A regular factor in Account Freezing and Forfeiture Orders (AFFO's) is international or sensitive evidence. Barnaby Hone examines how this evidence raises a number of issues of admissibility and fairness. AFFO’s, like Cash Seizures, operate outside set procedure rules but follow general civil procedure. Which rules and laws apply is a particular web which can be discussed in another article in itself.

International Evidence

As has been seen in some of the most high profile AFFO’s, such as the NCA’s co-ordinated move on multiple Chinese bank accounts, a large amount of the evidence relied upon will concern foreign jurisdictions or be gained from different jurisdictions. This raises two key questions:

First, if evidence is gathered from another jurisdiction is it admissible? The broad answer is yes, as long as it complies with the relevant Hearsay rules, if they apply. In practice, this will mean that the weight the court can put on the evidence will depend on the context that it was gathered in, and how relevant it is to the issue in dispute.
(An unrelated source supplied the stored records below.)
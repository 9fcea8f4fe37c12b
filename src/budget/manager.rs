//! Per-turn budget tracker
//! Counts provider rounds against the tool budget and enforces the turn deadline

use crate::budget::types::{BudgetWarning, TurnBudget, TOOL_BUDGET_EXCEEDED};
use crate::errors::{AgentError, Result};
use std::time::{Duration, Instant};

/// Tracks the rounds and wall-clock time consumed by one turn
#[derive(Debug, Clone)]
pub struct TurnBudgetTracker {
    /// Budget configuration
    budget: TurnBudget,

    /// Provider rounds started so far
    used_rounds: usize,

    /// Turn start time
    start_time: Instant,

    /// Last warning issued
    last_warning: Option<BudgetWarning>,
}

impl TurnBudgetTracker {
    /// Create a tracker with the default budget
    pub fn new() -> Self {
        Self::with_budget(TurnBudget::default())
    }

    /// Create a tracker; the clock starts now
    pub fn with_budget(budget: TurnBudget) -> Self {
        Self {
            budget,
            used_rounds: 0,
            start_time: Instant::now(),
            last_warning: None,
        }
    }

    /// Reserve the next provider round
    ///
    /// Fails with `BudgetExceeded` once all rounds are used, and with
    /// `Timeout` once the deadline has passed. Returns the 1-based round.
    pub fn begin_round(&mut self) -> Result<usize> {
        if self.is_exhausted() {
            return Err(AgentError::BudgetExceeded(TOOL_BUDGET_EXCEEDED.to_string()));
        }
        self.check_deadline()?;
        self.used_rounds += 1;
        Ok(self.used_rounds)
    }

    /// Remaining wall-clock time, or `Timeout` if the deadline has passed
    pub fn check_deadline(&self) -> Result<Duration> {
        let remaining = self.remaining_time();
        if remaining.is_zero() {
            Err(self.timeout_error())
        } else {
            Ok(remaining)
        }
    }

    /// The timeout error reported when the turn deadline is hit
    pub fn timeout_error(&self) -> AgentError {
        AgentError::Timeout {
            duration_ms: self.budget.time_budget.as_millis() as u64,
        }
    }

    pub fn remaining_time(&self) -> Duration {
        self.budget.time_budget.saturating_sub(self.start_time.elapsed())
    }

    pub fn remaining_rounds(&self) -> usize {
        self.budget.max_tool_iterations.saturating_sub(self.used_rounds)
    }

    pub fn used_rounds(&self) -> usize {
        self.used_rounds
    }

    pub fn allocated_rounds(&self) -> usize {
        self.budget.max_tool_iterations
    }

    /// No rounds left; a tool request now would exceed the budget
    pub fn is_exhausted(&self) -> bool {
        self.used_rounds >= self.budget.max_tool_iterations
    }

    pub fn elapsed(&self) -> Duration {
        self.start_time.elapsed()
    }

    /// Get utilization (0.0 to 1.0)
    pub fn utilization(&self) -> f64 {
        if self.budget.max_tool_iterations == 0 {
            return 1.0;
        }
        self.used_rounds as f64 / self.budget.max_tool_iterations as f64
    }

    /// Check for budget warnings, emitting each distinct warning once
    pub fn check_warning(&mut self) -> Option<BudgetWarning> {
        let warning = if self.is_exhausted() {
            Some(BudgetWarning::Exhausted {
                used: self.used_rounds,
                allocated: self.budget.max_tool_iterations,
            })
        } else if self.utilization() * 100.0 >= self.budget.warning_threshold as f64 {
            Some(BudgetWarning::ApproachingLimit {
                used: self.used_rounds,
                allocated: self.budget.max_tool_iterations,
                remaining: self.remaining_rounds(),
            })
        } else {
            let remaining = self.remaining_time();
            if remaining < self.budget.time_budget / 10 {
                Some(BudgetWarning::DeadlineNear { remaining })
            } else {
                None
            }
        };

        match warning {
            Some(w) if self.last_warning.as_ref().map(std::mem::discriminant)
                != Some(std::mem::discriminant(&w)) =>
            {
                self.last_warning = Some(w.clone());
                Some(w)
            }
            _ => None,
        }
    }
}

impl Default for TurnBudgetTracker {
    fn default() -> Self {
        Self::new()
    }
}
Second, will be the Applicant relying upon foreign laws. This will usually be in the context to prove that criminality took place. If they are presented by an expert in that legal area, then they should be admissible. But if the evidence is presented by a non-expert witness then it will be more difficult to deal with. Indeed, this might be a key ground on which an application can be 'defended' upon.

Sensitive Evidence

Public Interest Immunity applications do not apply in these cases as they would apply in criminal applications, but there is still the privilege to withhold grounds on public interest grounds. The document would need to be withheld on the grounds that it would be ‘injurious to the public interest’. But this is a very high test, as the Respondent has a right to a fair trial, in accordance with Article 6. The Applicant also has a duty of full and frank disclosure.

This means that the Applicant will need to draw a very fine line in what evidence they disclose and rely upon. They cannot, for example, rely upon a bland assertion without explaining it, and need to full disclose any evidence which might undermine the application.

The focus needs to be on what is relevant. It should be remembered that the aim of the application is to find out if the money is recoverable or to be used in unlawful conduct. Therefore some evidence might not be relevant, such as why it was initially seized, and on what basis. This was discussed in Hoverspeed v Customs and Excise Commissioners [2002] EWCA Civ 1804, in a similar context.  But this does not mean that the reasons will not be relevant. In cases where AFFO’s originated from a SAR, it might be relevant what the reasons were for originally seizing the money, and if it was the same in the final case for the Forfeiture.

Conclusion

Each case will of course rely on its own facts. It will be important that the key principles of a right to a fair trial and full and frank disclosure are upheld. On the other hand, it is important to bear in mind what is relevant to the forfeiture test. Although the burden of proof might be lower, those principles will remain paramount.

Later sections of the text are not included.